The beauty of this approach was that it was relatively
easy to accurately determine where the BAC fragments
belong in the genome. This mapping step reduced the
likelihood that regions containing repetitive sequences
were assembled incorrectly, and it virtually eliminated
the possibility that sequences from different chromosomes
were mistakenly joined together. Returning to
the textbook analogy, the BAC-based approach is akin to
first separating your copies of ECB into individual pages
and then shredding each page into its own separate pile.
It should be much easier to put the book back together
when one pile of fragments contains words from page 1,
a second pile from page 2, and so on. And there’s virtually
no chance of mistakenly sticking a sentence from
page 40 into the middle of a paragraph on page 412.
All together now
The clone-by-clone approach produced the first draft
of the human genome sequence in 2000 and the completed
sequence in 2004. As the set of instructions that
specify all of the RNA and protein molecules needed to
build a human being, this string of genetic bits holds the
secrets to human development and physiology. But the
sequence was also of great value to researchers interested
in comparative genomics or in the physiology of
other organisms: it eased the assembly of nucleotide
sequences from other mammalian genomes—mice, rats,
dogs, and other primates. It also made it much easier to
determine the nucleotide sequences of the genomes of
individual humans by providing a framework on which
the new sequences could be simply superimposed.
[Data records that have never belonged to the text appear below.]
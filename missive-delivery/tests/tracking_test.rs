//! Open and click tracking against sent mail
#![allow(clippy::expect_used, clippy::unwrap_used)]

mod support;

use missive_common::{RecipientId, TemplateKind};
use missive_delivery::{ClickOutcome, EnqueueRequest, OpenOutcome, QueueAdmin};
use missive_store::BackingStore;
use support::{reader, tracking_ids, world};

const BODY: &str = "<html><body>\
    <p><a href=\"https://letters.example/letters/7\">Read letter 7</a></p>\
    <p><a href=\"mailto:editor@letters.example\">Write to us</a></p>\
    <p><a href=\"https://letters.example/unsubscribe?rid=1\">Unsubscribe</a></p>\
    </body></html>";

async fn sent_body() -> (support::World, String) {
    let w = world(|_| {});
    w.directory.upsert(reader(1));
    w.processor
        .enqueue(EnqueueRequest::new(
            RecipientId(1),
            TemplateKind::AutomatedNotice,
            "Notice",
            BODY,
        ))
        .await
        .unwrap();
    w.processor.tick().await.unwrap();

    let body = w.transport.sent()[0].html_body.clone();
    (w, body)
}

#[tokio::test]
async fn test_only_content_links_are_tracked() {
    let (_w, body) = sent_body().await;

    assert_eq!(tracking_ids(&body, "click").len(), 1);
    assert_eq!(tracking_ids(&body, "open").len(), 1);
    assert!(body.contains("href=\"mailto:editor@letters.example\""));
    assert!(body.contains("href=\"https://letters.example/unsubscribe?rid=1\""));
    assert!(!body.contains("href=\"https://letters.example/letters/7\""));

    let pixel = body.find("?track=open").unwrap();
    let close = body.rfind("</body>").unwrap();
    assert!(pixel < close);
}

#[tokio::test]
async fn test_open_is_recorded_once() {
    let (w, body) = sent_body().await;
    let tracker = w.processor.tracker().unwrap();
    let id = tracking_ids(&body, "open").remove(0);

    assert_eq!(tracker.record_open(&id).await.unwrap(), OpenOutcome::Recorded);
    let first = w.store.get_tracking(&id).await.unwrap().unwrap();
    assert!(first.fired);

    w.clock.advance(chrono::Duration::hours(1));
    assert_eq!(tracker.record_open(&id).await.unwrap(), OpenOutcome::Repeat);
    let second = w.store.get_tracking(&id).await.unwrap().unwrap();
    assert_eq!(first.fired_at, second.fired_at);
}

#[tokio::test]
async fn test_click_redirects_to_stored_url_only() {
    let (w, body) = sent_body().await;
    let tracker = w.processor.tracker().unwrap();
    let id = tracking_ids(&body, "click").remove(0);

    assert_eq!(
        tracker.resolve_click(&id).await.unwrap(),
        ClickOutcome::First("https://letters.example/letters/7".to_string())
    );
    assert_eq!(
        tracker.resolve_click(&id).await.unwrap().location(),
        "https://letters.example/letters/7"
    );

    // a forged identifier never redirects off-site
    let forged = tracker
        .resolve_click("https://attacker.example")
        .await
        .unwrap();
    assert_eq!(forged, ClickOutcome::Home("https://letters.example/".to_string()));

    let unknown = tracker.resolve_click(&"f".repeat(32)).await.unwrap();
    assert_eq!(unknown.location(), tracker.home_url());
}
The first human sequence was the only mammalian
genome completed in this methodical way. But the
Human Genome Project was an unqualified success in
that it provided the techniques, confidence, and momentum
that drove the development of the next generation
of DNA sequencing methods, which are now rapidly
transforming all areas of biology.
restriction map of one segment
of human genome
restriction pattern
for individual BAC
clones
cleavage sites for restriction nucleases A, B, C, D, and E
AA D B BA B C EC
Figure 10–20 Individual BAC clones are
positioned on the physical map of the
human genome sequence on the basis of
their restriction-site “signatures.” Clones are
digested with five different restriction enzymes,
and the sites at which the different enzymes cut
each clone are recorded. The distinctive pattern
of restriction sites allows investigators to order
the fragments and place them on a restriction
map of a human genome that had been
previously generated using the same nucleases.